What you are asked to do:
Check the records below line by line. Give the count of lines with "const", and nothing else.

(Records from a data collection)
//! Local-time resolution for per-user UTC offsets.
//!
//! Every sweep computes "now" in the user's own offset before touching any
//! task, so the same trigger invocation can be morning for one user and
//! midnight for the next.

use chrono::{DateTime, FixedOffset, NaiveDate, Timelike, Utc};

/// Westernmost supported offset (UTC-12:00), in minutes.
pub const MIN_UTC_OFFSET_MIN: i32 = -720;
/// Easternmost supported offset (UTC+14:00), in minutes.
pub const MAX_UTC_OFFSET_MIN: i32 = 840;

/// Whether an offset is inside the supported range.
///
/// Enforced when the offset is written to the user record; `resolve` itself
/// has no error path.
pub fn offset_in_range(offset_min: i32) -> bool {
    (MIN_UTC_OFFSET_MIN..=MAX_UTC_OFFSET_MIN).contains(&offset_min)
}

/// A user-local point in time: calendar date plus minutes since midnight.
#[derive(Debug, Clone, Copy, PartialEq, Eq)]
pub struct LocalStamp {
    pub date: NaiveDate,
    /// Minutes since local midnight, in `[0, 1440)`.
    pub minutes: u32,
}

impl LocalStamp {
    /// Date key as stored in the database (`YYYY-MM-DD`).
    pub fn date_key(&self) -> String {
        self.date.format("%Y-%m-%d").to_string()
    }

    /// The previous local calendar date, if representable.
    pub fn yesterday(&self) -> Option<NaiveDate> {
        self.date.pred_opt()
    }

    /// The next local calendar date, if representable.
    pub fn tomorrow(&self) -> Option<NaiveDate> {
        self.date.succ_opt()
    }
}

/// Resolve a UTC instant into a user-local date and minutes-of-day.
pub fn resolve(now: DateTime<Utc>, offset_min: i32) -> LocalStamp {
    // Out-of-range offsets cannot reach here (validated at write time); fall
    // back to UTC rather than panic if one ever does.
    let offset = FixedOffset::east_opt(offset_min * 60)
        .unwrap_or_else(|| FixedOffset::east_opt(0).unwrap());
    let local = now.with_timezone(&offset);
    LocalStamp {
        date: local.date_naive(),
        minutes: local.hour() * 60 + local.minute(),
    }
}

#[cfg(test)]
mod tests {
    use super::*;
    use chrono::TimeZone;

    fn utc(y: i32, mo: u32, d: u32, h: u32, mi: u32) -> DateTime<Utc> {
        Utc.with_ymd_and_hms(y, mo, d, h, mi, 0).unwrap()
    }

    #[test]
    fn utc_offset_is_identity() {
        let stamp = resolve(utc(2026, 3, 14, 9, 26), 0);
        assert_eq!(stamp.date_key(), "2026-03-14");
        assert_eq!(stamp.minutes, 9 * 60 + 26);
    }

    #[test]
    fn positive_offset_crosses_into_next_day() {
        // 23:30 UTC + 90 minutes = 01:00 next day.
        let stamp = resolve(utc(2026, 3, 14, 23, 30), 90);
        assert_eq!(stamp.date_key(), "2026-03-15");
        assert_eq!(stamp.minutes, 60);
    }

    #[test]
    fn negative_offset_crosses_into_previous_day() {
        // 00:10 UTC - 720 minutes = 12:10 previous day.
        let stamp = resolve(utc(2026, 3, 14, 0, 10), MIN_UTC_OFFSET_MIN);
        assert_eq!(stamp.date_key(), "2026-03-13");
        assert_eq!(stamp.minutes, 12 * 60 + 10);
    }

    #[test]
    fn extreme_east_offset() {
        // 12:00 UTC + 14h = 02:00 next day.
        let stamp = resolve(utc(2026, 3, 14, 12, 0), MAX_UTC_OFFSET_MIN);
        assert_eq!(stamp.date_key(), "2026-03-15");
        assert_eq!(stamp.minutes, 120);
    }

    #[test]
    fn minutes_always_in_range_and_date_within_one_day() {
        let base = utc(2026, 6, 1, 0, 0);
        for offset in (MIN_UTC_OFFSET_MIN..=MAX_UTC_OFFSET_MIN).step_by(30) {
            for hour in 0..24 {
                let now = base + chrono::Duration::hours(hour);
                let stamp = resolve(now, offset);
                assert!(stamp.minutes < 1440, "offset {offset} hour {hour}");
                let delta = (stamp.date - now.date_naive()).num_days();
                assert!(delta.abs() <= 1, "offset {offset} hour {hour}: {delta}");
            }
        }
    }

    #[test]
    fn offset_range_bounds() {
        assert!(offset_in_range(0));
        assert!(offset_in_range(MIN_UTC_OFFSET_MIN));
        assert!(offset_in_range(MAX_UTC_OFFSET_MIN));
        assert!(!offset_in_range(MIN_UTC_OFFSET_MIN - 1));
        assert!(!offset_in_range(MAX_UTC_OFFSET_MIN + 1));
    }

    #[test]
    fn tomorrow_rolls_forward_across_year() {
        let stamp = resolve(utc(2026, 12, 31, 23, 50), 0);
        assert_eq!(
            stamp.tomorrow().unwrap().format("%Y-%m-%d").to_string(),
            "2027-01-01"
        );
    }

    #[test]
    fn yesterday_rolls_back_across_month() {
        let stamp = resolve(utc(2026, 3, 1, 8, 0), 0);
        assert_eq!(
            stamp.yesterday().unwrap().format("%Y-%m-%d").to_string(),
            "2026-02-28"
        );
    }
}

Your solution:
2